En troisième lieu, dans certaines assemblées, les temps de parole sont rigoureusement limités 6 ( * ) . Tel est le cas au Sénat polonais : à l'exception du rapporteur de la commission et du « rapporteur de la minorité », les autres parlementaires ne peuvent intervenir que deux fois au cours d'un même débat -pour une durée limitée à dix minutes pour la première intervention et à cinq minutes pour la seconde.
A la Chambre des députés italienne, ces limitations interviennent à deux stades : au cours de la discussion générale, ne peut intervenir -outre le rapporteur de la commission et le gouvernement- qu'un orateur par groupe tandis que lors de la discussion des articles, n'est admise qu'une explication de vote par groupe. Aucun des parlements visités par vos rapporteurs ne va toutefois aussi loin que l'Espagne s'agissant des modalités d'examen des amendements : en effet, au Sénat comme au Congrès, les amendements d'un même groupe font habituellement l'objet d'un vote unique et, au Congrès, chaque groupe dispose en principe de dix minutes pour présenter l'ensemble de ses amendements.

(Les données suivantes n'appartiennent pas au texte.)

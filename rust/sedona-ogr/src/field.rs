// Licensed to the Apache Software Foundation (ASF) under one
// or more contributor license agreements.  See the NOTICE file
// distributed with this work for additional information
// regarding copyright ownership.  The ASF licenses this file
// to you under the Apache License, Version 2.0 (the
// "License"); you may not use this file except in compliance
// with the License.  You may obtain a copy of the License at
//
//   http://www.apache.org/licenses/LICENSE-2.0
//
// Unless required by applicable law or agreed to in writing,
// software distributed under the License is distributed on an
// "AS IS" BASIS, WITHOUT WARRANTIES OR CONDITIONS OF ANY
// KIND, either express or implied.  See the License for the
// specific language governing permissions and limitations
// under the License.
use std::fmt::Display;
use std::str::FromStr;

use arrow_schema::{DataType, TimeUnit};
use datafusion_common::{plan_err, DataFusionError};
use sedona_ogr_geometry::types::GeometryTypeId;

/// Layer can rewrite existing features
pub const OLC_RANDOM_WRITE: &str = "RandomWrite";
/// Layer can append new features
pub const OLC_SEQUENTIAL_WRITE: &str = "SequentialWrite";
/// Layer can delete features
pub const OLC_DELETE_FEATURE: &str = "DeleteFeature";
/// Layer can count features without scanning them
pub const OLC_FAST_FEATURE_COUNT: &str = "FastFeatureCount";
/// Layer uses an index to apply spatial filters
pub const OLC_FAST_SPATIAL_FILTER: &str = "FastSpatialFilter";
/// Datasource can create layers
pub const ODS_C_CREATE_LAYER: &str = "CreateLayer";

/// Native attribute field types of an OGR layer
#[derive(Debug, Clone, Copy, PartialEq, Eq, Hash)]
pub enum OgrFieldType {
    Integer,
    IntegerList,
    Real,
    RealList,
    String,
    StringList,
    WideString,
    WideStringList,
    Binary,
    Date,
    Time,
    DateTime,
    Integer64,
    Integer64List,
}

impl OgrFieldType {
    pub fn name(&self) -> &'static str {
        match self {
            Self::Integer => "Integer",
            Self::IntegerList => "IntegerList",
            Self::Real => "Real",
            Self::RealList => "RealList",
            Self::String => "String",
            Self::StringList => "StringList",
            Self::WideString => "WideString",
            Self::WideStringList => "WideStringList",
            Self::Binary => "Binary",
            Self::Date => "Date",
            Self::Time => "Time",
            Self::DateTime => "DateTime",
            Self::Integer64 => "Integer64",
            Self::Integer64List => "Integer64List",
        }
    }

    /// Returns true for the list-valued field types
    pub fn is_list(&self) -> bool {
        matches!(
            self,
            Self::IntegerList
                | Self::RealList
                | Self::StringList
                | Self::WideStringList
                | Self::Integer64List
        )
    }

    /// The Arrow type feature values of this field are read as
    pub fn native_type(&self) -> DataType {
        match self {
            Self::Integer => DataType::Int32,
            Self::Integer64 => DataType::Int64,
            Self::Real => DataType::Float64,
            Self::String | Self::WideString => DataType::Utf8,
            Self::Binary => DataType::Binary,
            Self::Date => DataType::Date32,
            Self::Time => DataType::Time64(TimeUnit::Microsecond),
            Self::DateTime => DataType::Timestamp(TimeUnit::Microsecond, None),
            list => DataType::new_list(list.element_type().native_type(), true),
        }
    }

    /// The element type of a list-valued field type
    pub fn element_type(&self) -> Self {
        match self {
            Self::IntegerList => Self::Integer,
            Self::RealList => Self::Real,
            Self::StringList => Self::String,
            Self::WideStringList => Self::WideString,
            Self::Integer64List => Self::Integer64,
            other => *other,
        }
    }
}

impl Display for OgrFieldType {
    fn fmt(&self, f: &mut std::fmt::Formatter<'_>) -> std::fmt::Result {
        f.write_str(self.name())
    }
}

impl FromStr for OgrFieldType {
    type Err = DataFusionError;

    fn from_str(s: &str) -> Result<Self, Self::Err> {
        let field_type = match s.to_lowercase().as_str() {
            "integer" => Self::Integer,
            "integerlist" => Self::IntegerList,
            "real" => Self::Real,
            "reallist" => Self::RealList,
            "string" => Self::String,
            "stringlist" => Self::StringList,
            "widestring" => Self::WideString,
            "widestringlist" => Self::WideStringList,
            "binary" => Self::Binary,
            "date" => Self::Date,
            "time" => Self::Time,
            "datetime" => Self::DateTime,
            "integer64" => Self::Integer64,
            "integer64list" => Self::Integer64List,
            _ => return plan_err!("Unknown OGR field type: '{s}'"),
        };

        Ok(field_type)
    }
}

/// An attribute field of an OGR layer
#[derive(Debug, Clone, PartialEq)]
pub struct OgrFieldDefn {
    pub name: String,
    pub field_type: OgrFieldType,
}

impl OgrFieldDefn {
    pub fn new(name: &str, field_type: OgrFieldType) -> Self {
        Self {
            name: name.to_string(),
            field_type,
        }
    }
}

/// A geometry field of an OGR layer
#[derive(Debug, Clone, PartialEq)]
pub struct OgrGeomFieldDefn {
    pub name: String,
    pub geometry_type: GeometryTypeId,
}

impl OgrGeomFieldDefn {
    pub fn new(name: &str, geometry_type: GeometryTypeId) -> Self {
        Self {
            name: name.to_string(),
            geometry_type,
        }
    }
}

/// Schema of an OGR layer
#[derive(Debug, Clone, PartialEq, Default)]
pub struct OgrLayerDefn {
    pub name: String,
    pub fields: Vec<OgrFieldDefn>,
    pub geometry_fields: Vec<OgrGeomFieldDefn>,
    /// Name of the native feature id column, if the driver exposes one
    pub fid_column: Option<String>,
}

impl OgrLayerDefn {
    pub fn new(name: &str) -> Self {
        Self {
            name: name.to_string(),
            ..Default::default()
        }
    }

    pub fn with_field(mut self, name: &str, field_type: OgrFieldType) -> Self {
        self.fields.push(OgrFieldDefn::new(name, field_type));
        self
    }

    pub fn with_geometry_field(mut self, name: &str, geometry_type: GeometryTypeId) -> Self {
        self.geometry_fields
            .push(OgrGeomFieldDefn::new(name, geometry_type));
        self
    }

    pub fn with_fid_column(mut self, name: &str) -> Self {
        self.fid_column = Some(name.to_string());
        self
    }

    /// Index of the field with exactly this name
    pub fn field_index(&self, name: &str) -> Option<usize> {
        self.fields.iter().position(|field| field.name == name)
    }

    /// Index of the first field whose name matches ignoring ASCII case
    pub fn field_index_ignore_case(&self, name: &str) -> Option<usize> {
        self.fields
            .iter()
            .position(|field| field.name.eq_ignore_ascii_case(name))
    }
}
// Licensed to the Apache Software Foundation (ASF) under one
// or more contributor license agreements.  See the NOTICE file
// distributed with this work for additional information
// regarding copyright ownership.  The ASF licenses this file
// to you under the Apache License, Version 2.0 (the
// "License"); you may not use this file except in compliance
// with the License.  You may obtain a copy of the License at
//
//   http://www.apache.org/licenses/LICENSE-2.0
//
// Unless required by applicable law or agreed to in writing,
// software distributed under the License is distributed on an
// "AS IS" BASIS, WITHOUT WARRANTIES OR CONDITIONS OF ANY
// KIND, either express or implied.  See the License for the
// specific language governing permissions and limitations
// under the License.
//! Conversion between relational geometry values and OGR geometries
//!
//! Relational values are EWKB; OGR geometries are held as ISO WKB plus a
//! spatial reference tag. Values always cross through their binary form, which
//! means parsing is strict: unclosed rings, rings with fewer than four points,
//! single point line strings and trailing bytes are rejected with the reason
//! reported rather than silently producing a null.
use std::str::FromStr;

use arrow_schema::DataType;
use datafusion_common::{exec_err, DataFusionError, Result, ScalarValue};
use geo_traits::{
    CoordTrait, GeometryCollectionTrait, GeometryTrait, GeometryType, LineStringTrait,
    MultiLineStringTrait, MultiPolygonTrait, PolygonTrait,
};
use sedona_ogr_geometry::{
    bounding_box::BoundingBox,
    bounds::wkb_bounds_xy,
    error::SedonaGeometryError,
    ewkb::{ewkb_to_iso, iso_to_ewkb, WkbHeader},
    types::GeometryTypeId,
};
use thiserror::Error;
use wkb::{
    reader::{read_wkb, Wkb},
    writer::{write_geometry, WriteOptions},
    Endianness,
};
use wkt::Wkt;

use crate::type_catalog::{binary_bytes, binary_scalar, ReceiveFn, SendFn};

/// Errors raised while converting geometry values
#[derive(Debug, Error)]
pub enum CodecError {
    /// The relational value is not a geometry value
    #[error("Invalid geometry value: {0}")]
    InvalidValue(String),
    /// The geometry encoding was rejected
    #[error("Failed to parse geometry: {0}")]
    Parse(String),
    #[error(transparent)]
    DataFusion(#[from] DataFusionError),
}

impl From<SedonaGeometryError> for CodecError {
    fn from(value: SedonaGeometryError) -> Self {
        CodecError::Parse(value.to_string())
    }
}
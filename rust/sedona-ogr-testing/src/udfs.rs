// Licensed to the Apache Software Foundation (ASF) under one
// or more contributor license agreements.  See the NOTICE file
// distributed with this work for additional information
// regarding copyright ownership.  The ASF licenses this file
// to you under the Apache License, Version 2.0 (the
// "License"); you may not use this file except in compliance
// with the License.  You may obtain a copy of the License at
//
//   http://www.apache.org/licenses/LICENSE-2.0
//
// Unless required by applicable law or agreed to in writing,
// software distributed under the License is distributed on an
// "AS IS" BASIS, WITHOUT WARRANTIES OR CONDITIONS OF ANY
// KIND, either express or implied.  See the License for the
// specific language governing permissions and limitations
// under the License.
//! Stand-in scalar functions for building predicates
//!
//! Predicate translation only looks at function names, argument shapes and
//! volatility, so these functions never compute anything: invoking them
//! returns NULL of their return type.
use std::sync::Arc;

use arrow_schema::DataType;
use datafusion_common::ScalarValue;
use datafusion_expr::{
    lit, ColumnarValue, Expr, ScalarUDF, Signature, SimpleScalarUDF, Volatility,
};

fn stub_udf(name: &str, volatility: Volatility, return_type: DataType) -> ScalarUDF {
    let null_type = return_type.clone();
    SimpleScalarUDF::new_with_signature(
        name,
        Signature::variadic_any(volatility),
        return_type,
        Arc::new(move |_args: &[ColumnarValue]| Ok(ColumnarValue::Scalar(ScalarValue::try_from(&null_type)?))),
    )
    .into()
}

/// The `&&` bounding box overlap operator
pub fn overlap_udf() -> ScalarUDF {
    stub_udf("&&", Volatility::Immutable, DataType::Boolean)
}

pub fn st_intersects_bbox_udf() -> ScalarUDF {
    stub_udf("st_intersects_bbox", Volatility::Immutable, DataType::Boolean)
}

pub fn st_intersects_udf() -> ScalarUDF {
    stub_udf("st_intersects", Volatility::Immutable, DataType::Boolean)
}

pub fn st_geomfromtext_udf() -> ScalarUDF {
    stub_udf("st_geomfromtext", Volatility::Immutable, DataType::Binary)
}

pub fn st_makeenvelope_udf() -> ScalarUDF {
    stub_udf("st_makeenvelope", Volatility::Immutable, DataType::Binary)
}

pub fn st_point_udf() -> ScalarUDF {
    stub_udf("st_point", Volatility::Immutable, DataType::Binary)
}

pub fn lower_udf() -> ScalarUDF {
    stub_udf("lower", Volatility::Immutable, DataType::Utf8)
}

/// A volatile function
pub fn random_udf() -> ScalarUDF {
    stub_udf("random", Volatility::Volatile, DataType::Float64)
}

/// `left && right`
pub fn bbox_overlaps(left: Expr, right: Expr) -> Expr {
    overlap_udf().call(vec![left, right])
}

/// `ST_GeomFromText(wkt)`
pub fn geom_from_text(wkt_value: &str) -> Expr {
    st_geomfromtext_udf().call(vec![lit(wkt_value)])
}

/// `ST_MakeEnvelope(xmin, ymin, xmax, ymax)`
pub fn make_envelope(xmin: f64, ymin: f64, xmax: f64, ymax: f64) -> Expr {
    st_makeenvelope_udf().call(vec![lit(xmin), lit(ymin), lit(xmax), lit(ymax)])
}

#[cfg(test)]
mod tests {
    use datafusion_expr::{col, expr::ScalarFunction};

    use super::*;

    #[test]
    fn stub_calls() {
        let Expr::ScalarFunction(ScalarFunction { func, args }) =
            bbox_overlaps(col("geom"), make_envelope(0.0, 0.0, 1.0, 1.0))
        else {
            panic!("Expected a scalar function");
        };
        assert_eq!(func.name(), "&&");
        assert_eq!(args.len(), 2);

        assert_eq!(
            random_udf().signature().volatility,
            Volatility::Volatile
        );
        assert_eq!(lower_udf().signature().volatility, Volatility::Immutable);
    }
}
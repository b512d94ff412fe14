// Licensed to the Apache Software Foundation (ASF) under one
// or more contributor license agreements.  See the NOTICE file
// distributed with this work for additional information
// regarding copyright ownership.  The ASF licenses this file
// to you under the Apache License, Version 2.0 (the
// "License"); you may not use this file except in compliance
// with the License.  You may obtain a copy of the License at
//
//   http://www.apache.org/licenses/LICENSE-2.0
//
// Unless required by applicable law or agreed to in writing,
// software distributed under the License is distributed on an
// "AS IS" BASIS, WITHOUT WARRANTIES OR CONDITIONS OF ANY
// KIND, either express or implied.  See the License for the
// specific language governing permissions and limitations
// under the License.
use std::fmt::Display;
use std::sync::LazyLock;

use datafusion_common::config::{ConfigEntry, ConfigExtension, ConfigField, ExtensionOptions, Visit};
use datafusion_common::{config_namespace, DataFusionError, Result};
use regex::Regex;

/// Row estimate used when a layer cannot report a cheap feature count
pub const DEFAULT_ROW_ESTIMATE: usize = 1000;

/// Fixed cost of opening a layer and issuing the first read
pub const DEFAULT_STARTUP_COST: f64 = 25.0;

config_namespace! {
    /// Configuration options for the OGR bridge.
    pub struct OgrFdwOptions {
        /// Options describing the external datasource
        pub server: OgrServerOptions, default = OgrServerOptions::default()

        /// Options binding a relational table to one layer of the datasource
        pub table: OgrTableOptions, default = OgrTableOptions::default()

        /// Options for row count and cost estimation
        pub planner: OgrPlannerOptions, default = OgrPlannerOptions::default()
    }
}

config_namespace! {
    /// Options describing the external datasource
    pub struct OgrServerOptions {
        /// Datasource connection string handed to the driver manager
        pub datasource: String, default = String::new()

        /// Driver (format) name. When unset every registered driver is tried.
        pub format: Option<String>, default = None

        /// Space separated KEY=VALUE library configuration options
        pub config_options: Option<String>, default = None

        /// Space separated KEY=VALUE driver open options
        pub open_options: Option<String>, default = None

        /// Whether writes through this server are permitted at all
        pub updateable: bool, default = true

        /// Character encoding of attribute values in the datasource
        pub character_encoding: CharacterEncoding, default = CharacterEncoding::Utf8
    }
}

config_namespace! {
    /// Options binding a relational table to one layer of the datasource
    pub struct OgrTableOptions {
        /// Layer name within the datasource
        pub layer: String, default = String::new()

        /// Table level override of the server updateable flag
        pub updateable: Option<bool>, default = None

        /// Relational column carrying the feature id
        pub fid_column: Option<String>, default = None

        /// Relational column carrying the layer geometry
        pub geometry_column: Option<String>, default = None
    }
}

config_namespace! {
    /// Options for row count and cost estimation
    pub struct OgrPlannerOptions {
        /// Row estimate used when the layer has no fast feature count
        pub default_row_estimate: usize, default = DEFAULT_ROW_ESTIMATE

        /// Startup cost of a foreign scan
        pub startup_cost: f64, default = DEFAULT_STARTUP_COST

        /// Ask the layer for a filtered feature count when it advertises a fast one
        pub use_fast_feature_count: bool, default = true
    }
}

impl OgrFdwOptions {
    /// Build options from unprefixed key/value pairs (e.g., `server.datasource`)
    pub fn try_from_pairs<K, V>(pairs: impl IntoIterator<Item = (K, V)>) -> Result<Self>
    where
        K: AsRef<str>,
        V: AsRef<str>,
    {
        let mut options = Self::default();
        for (key, value) in pairs {
            <Self as ConfigField>::set(&mut options, key.as_ref(), value.as_ref())?;
        }
        Ok(options)
    }
}

impl ConfigExtension for OgrFdwOptions {
    const PREFIX: &'static str = "ogr_fdw";
}

impl ExtensionOptions for OgrFdwOptions {
    fn as_any(&self) -> &dyn std::any::Any {
        self
    }

    fn as_any_mut(&mut self) -> &mut dyn std::any::Any {
        self
    }

    fn cloned(&self) -> Box<dyn ExtensionOptions> {
        Box::new(self.clone())
    }

    fn set(&mut self, key: &str, value: &str) -> Result<()> {
        <Self as ConfigField>::set(self, key, value)
    }

    fn entries(&self) -> Vec<ConfigEntry> {
        struct Visitor(Vec<ConfigEntry>);

        impl Visit for Visitor {
            fn some<V: Display>(&mut self, key: &str, value: V, description: &'static str) {
                self.0.push(ConfigEntry {
                    key: key.to_string(),
                    value: Some(value.to_string()),
                    description,
                })
            }

            fn none(&mut self, key: &str, description: &'static str) {
                self.0.push(ConfigEntry {
                    key: key.to_string(),
                    value: None,
                    description,
                })
            }
        }

        let mut v = Visitor(vec![]);
        self.visit(&mut v, Self::PREFIX, "");
        v.0
    }
}

/// Character encoding of attribute values stored in the external source
///
/// Filter text is always produced as UTF-8. When the source declares another
/// encoding, only literals that are plain ASCII can be sent unchanged.
#[derive(Debug, Clone, PartialEq, Eq)]
pub enum CharacterEncoding {
    Utf8,
    Other(String),
}

impl CharacterEncoding {
    pub fn is_utf8(&self) -> bool {
        matches!(self, CharacterEncoding::Utf8)
    }

    /// Resolve the encoding from the `ENCODING=` driver open option, if present
    pub fn from_open_options(open_options: Option<&str>) -> Result<Option<Self>> {
        let Some(open_options) = open_options else {
            return Ok(None);
        };

        for (key, value) in parse_key_value_options(open_options)? {
            if key.eq_ignore_ascii_case("ENCODING") {
                return Ok(Some(Self::from_name(&value)));
            }
        }

        Ok(None)
    }

    fn from_name(name: &str) -> Self {
        match name.to_lowercase().as_str() {
            "utf8" | "utf-8" | "utf_8" => CharacterEncoding::Utf8,
            _ => CharacterEncoding::Other(name.to_string()),
        }
    }
}

impl Display for CharacterEncoding {
    fn fmt(&self, f: &mut std::fmt::Formatter<'_>) -> std::fmt::Result {
        match self {
            CharacterEncoding::Utf8 => write!(f, "UTF-8"),
            CharacterEncoding::Other(name) => write!(f, "{name}"),
        }
    }
}

impl ConfigField for CharacterEncoding {
    fn visit<V: Visit>(&self, v: &mut V, key: &str, description: &'static str) {
        v.some(key, self, description);
    }

    fn set(&mut self, _key: &str, value: &str) -> Result<()> {
        let value = value.trim();
        if value.is_empty() {
            return Err(DataFusionError::Configuration(
                "Character encoding must not be empty".to_string(),
            ));
        }

        *self = Self::from_name(value);
        Ok(())
    }
}

static KEY_VALUE_REGEX: LazyLock<Regex> =
    LazyLock::new(|| Regex::new(r#"^([A-Za-z0-9_\-]+)=("[^"]*"|\S*)$"#).unwrap());

/// Parse a space separated list of `KEY=VALUE` pairs
///
/// Values may be wrapped in double quotes, in which case the quotes are removed.
/// This is the format used for both library configuration options and driver
/// open options.
pub fn parse_key_value_options(options: &str) -> Result<Vec<(String, String)>> {
    let mut out = Vec::new();
    for token in split_respecting_quotes(options) {
        let Some(captures) = KEY_VALUE_REGEX.captures(&token) else {
            return Err(DataFusionError::Configuration(format!(
                "Invalid option '{token}'. Expected KEY=VALUE"
            )));
        };

        let key = captures[1].to_string();
        let value = captures[2].trim_matches('"').to_string();
        out.push((key, value));
    }

    Ok(out)
}

fn split_respecting_quotes(options: &str) -> Vec<String> {
    let mut tokens = Vec::new();
    let mut current = String::new();
    let mut in_quotes = false;

    for c in options.chars() {
        match c {
            '"' => {
                in_quotes = !in_quotes;
                current.push(c);
            }
            c if c.is_whitespace() && !in_quotes => {
                if !current.is_empty() {
                    tokens.push(std::mem::take(&mut current));
                }
            }
            _ => current.push(c),
        }
    }

    if !current.is_empty() {
        tokens.push(current);
    }

    tokens
}
//! Session credentials
//!
//! Opaque identifiers issued by the credential service. They are immutable
//! once resolved and required before any session operation.

use serde::{Deserialize, Serialize};

/// The `{apiKey, sessionId, token}` triple needed to join a room.
#[derive(Debug, Clone, PartialEq, Eq, Serialize, Deserialize)]
#[serde(rename_all = "camelCase")]
pub struct Credentials {
    pub api_key: String,
    pub session_id: String,
    pub token: String,
}

impl Credentials {
    pub fn new(
        api_key: impl Into<String>,
        session_id: impl Into<String>,
        token: impl Into<String>,
    ) -> Self {
        Self {
            api_key: api_key.into(),
            session_id: session_id.into(),
            token: token.into(),
        }
    }

    /// Build credentials from optional parts, returning `None` unless all three
    /// are present and non-empty.
    pub fn from_parts(
        api_key: Option<&str>,
        session_id: Option<&str>,
        token: Option<&str>,
    ) -> Option<Self> {
        match (api_key, session_id, token) {
            (Some(a), Some(s), Some(t)) if !a.is_empty() && !s.is_empty() && !t.is_empty() => {
                Some(Self::new(a, s, t))
            }
            _ => None,
        }
    }

    /// Whether every field carries a value.
    pub fn is_complete(&self) -> bool {
        !self.api_key.is_empty() && !self.session_id.is_empty() && !self.token.is_empty()
    }
}
//! Call client
//!
//! Resolves credentials, then hands a session to the [`SessionHandler`] and
//! runs it until the session ends or the process receives Ctrl-C. The
//! communication SDK is the in-process [`SimSdk`], scripted from the command
//! line.

use std::future::Future;
use std::sync::Arc;

use anyhow::{Context, Result};
use tracing::{info, warn};

use crate::config::CallArgs;
use crate::exception::SIMULATED_EXCEPTION_CODE;
use crate::model::ExceptionEvent;
use crate::notify::ConsoleNotifier;
use crate::sdk::RtcSdk;
use crate::session::{SessionHandler, SessionState};
use crate::sim::SimSdk;
use crate::util::init_log;

/// Blocking entry point for the `call` subcommand.
pub fn main(args: CallArgs) -> Result<()> {
    init_log();

    let runtime = tokio::runtime::Builder::new_multi_thread()
        .enable_all()
        .build()
        .context("building the tokio runtime")?;

    runtime.block_on(run(args))
}

/// Run the call until it ends or Ctrl-C.
pub async fn run(args: CallArgs) -> Result<()> {
    let sdk = Arc::new(SimSdk::new(args.sim_script()));

    let shutdown = async {
        if let Err(e) = tokio::signal::ctrl_c().await {
            warn!("Failed to listen for Ctrl-C: {}", e);
            std::future::pending::<()>().await;
        }
    };

    run_with(sdk, args, shutdown).await
}

/// Run the call on `sdk` until the session ends or `shutdown` completes.
pub async fn run_with<F>(sdk: Arc<SimSdk>, args: CallArgs, shutdown: F) -> Result<()>
where
    F: Future<Output = ()>,
{
    check_platform(&*sdk);

    let credentials = args
        .credential_source()?
        .resolve()
        .await
        .context("resolving session credentials")?;
    info!("Joining session {}", credentials.session_id);

    let handler = SessionHandler::new(
        sdk.clone(),
        args.session_config(),
        Arc::new(ConsoleNotifier),
    );

    if args.simulate_exception {
        let mut snapshots = handler.watch();
        let sdk = sdk.clone();
        tokio::spawn(async move {
            if snapshots
                .wait_for(|s| s.state != SessionState::Disconnected)
                .await
                .is_ok()
            {
                sdk.trigger_exception(ExceptionEvent::new(
                    SIMULATED_EXCEPTION_CODE,
                    "This is a simulated exception for testing purposes.",
                ));
            }
        });
    }

    handler
        .run(credentials, shutdown)
        .await
        .context("call session failed")?;

    info!("Call session ended");
    Ok(())
}

/// Warn when the platform cannot run the SDK. The call goes ahead either way.
pub fn check_platform<S: RtcSdk>(sdk: &S) -> bool {
    let supported = sdk.check_system_requirements();
    if !supported {
        warn!("This platform does not support WebRTC. Please use a modern browser like Chrome or Firefox.");
    }
    supported
}
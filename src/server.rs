//! Credential server
//!
//! A development stand-in for the credential-issuing service: answers
//! `GET /session` with the configured `{apiKey, sessionId, token}`.

use anyhow::{anyhow, Result};
use rouille::{Request, Response, Server};
use tracing::info;

use crate::config::ServerArgs;
use crate::model::Credentials;
use crate::util::init_log;

pub fn main(args: ServerArgs) -> Result<()> {
    init_log();

    let server = bind(&args.bind, args.credentials())?;
    info!(
        "Serving credentials on http://{}/session",
        server.server_addr()
    );

    server.run();
    Ok(())
}

/// Bind the server without starting it. Use `run()` or `stoppable()` on the
/// result.
pub fn bind(
    addr: &str,
    credentials: Credentials,
) -> Result<Server<impl Fn(&Request) -> Response + Send + Sync + 'static>> {
    Server::new(addr, move |request| session_request(request, &credentials))
        .map_err(|e| anyhow!("starting the credential server on {addr}: {e}"))
}

fn session_request(request: &Request, credentials: &Credentials) -> Response {
    info!("{} {}", request.method(), request.url());

    if request.method() != "GET" {
        return Response::text("method not allowed").with_status_code(405);
    }

    match request.url().as_str() {
        "/session" => Response::json(credentials)
            .with_additional_header("Access-Control-Allow-Origin", "*"),
        _ => Response::empty_404(),
    }
}
//! User-visible notifications
//!
//! Only two failures reach the user: publisher initialization exhaustion and
//! publish-attempt exhaustion. Both use [`NETWORK_ALERT`].

use parking_lot::Mutex;
use tracing::error;

pub const NETWORK_ALERT: &str =
    "Unable to establish a connection due to network issues. Please check your connection and try again.";

/// A blocking alert shown to the user.
pub trait Notifier: Send + Sync {
    fn alert(&self, message: &str);
}

/// Prints alerts to the terminal.
#[derive(Debug, Default)]
pub struct ConsoleNotifier;

impl Notifier for ConsoleNotifier {
    fn alert(&self, message: &str) {
        error!("Alert shown to user: {}", message);
        eprintln!("\n!! {message}\n");
    }
}

/// Keeps alerts in memory.
#[derive(Debug, Default)]
pub struct RecordingNotifier {
    messages: Mutex<Vec<String>>,
}

impl RecordingNotifier {
    pub fn messages(&self) -> Vec<String> {
        self.messages.lock().clone()
    }
}

impl Notifier for RecordingNotifier {
    fn alert(&self, message: &str) {
        self.messages.lock().push(message.to_string());
    }
}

Même en Finlande, où le temps de parole est en principe illimité, les groupes parlementaires se sont accordés pour réduire les durées d'intervention des députés afin de rendre les débats plus vivants (un député ne peut intervenir plus de deux minutes depuis sa place, au-delà, il doit monter à la tribune pour une intervention qui ne peut dépasser, en tout état de cause, dix minutes).
Par ailleurs, vos rapporteurs ont observé que sur les six parlements visités, trois accordaient une attention particulière à l' obligation de présence de leurs membres lors des séances. Des listes de présence sont établies au Bundestag, à l'Eduskunta finlandaise et à la Diète polonaise. En Finlande, ces feuilles de présence sont publiques -et leur publication par la presse avant les élections joue un rôle dissuasif. En Pologne, l'obligation de présence est renforcée par le fait que le vote est strictement personnel. Il convient de souligner qu'à l'exception de la Pologne, tous les autres pays étudiés autorisent le cumul des mandats .
Vos rapporteurs ont pu également constater qu'une réflexion s'était engagée au sein de plusieurs parlements pour renforcer l' intérêt de la séance publique . Ainsi, en Espagne, le Congrès des députés cherche de nouveaux moyens pour assurer l'examen de tous les amendements en commission afin de réserver la séance publique aux débats politiques.
La Chambre des Communes dispose, quant à elle, avec sa commission de modernisation , d'un organe permanent de réflexion auquel cette assemblée doit plusieurs de ses récentes réformes (en particulier l'encadrement des horaires de séance publique).
* 5 Seul parmi les parlements visités, la chambre des députés et le Sénat italiens siègent un plus grand nombre de jours (respectivement 162 et 118 jours).
* 6 En France, au Sénat, sur chaque article, tout sénateur peut prendre la parole une fois pour cinq minutes et intervenir pour une explication de vote de cinq minutes non seulement sur l'article mais aussi sur chacun des amendements.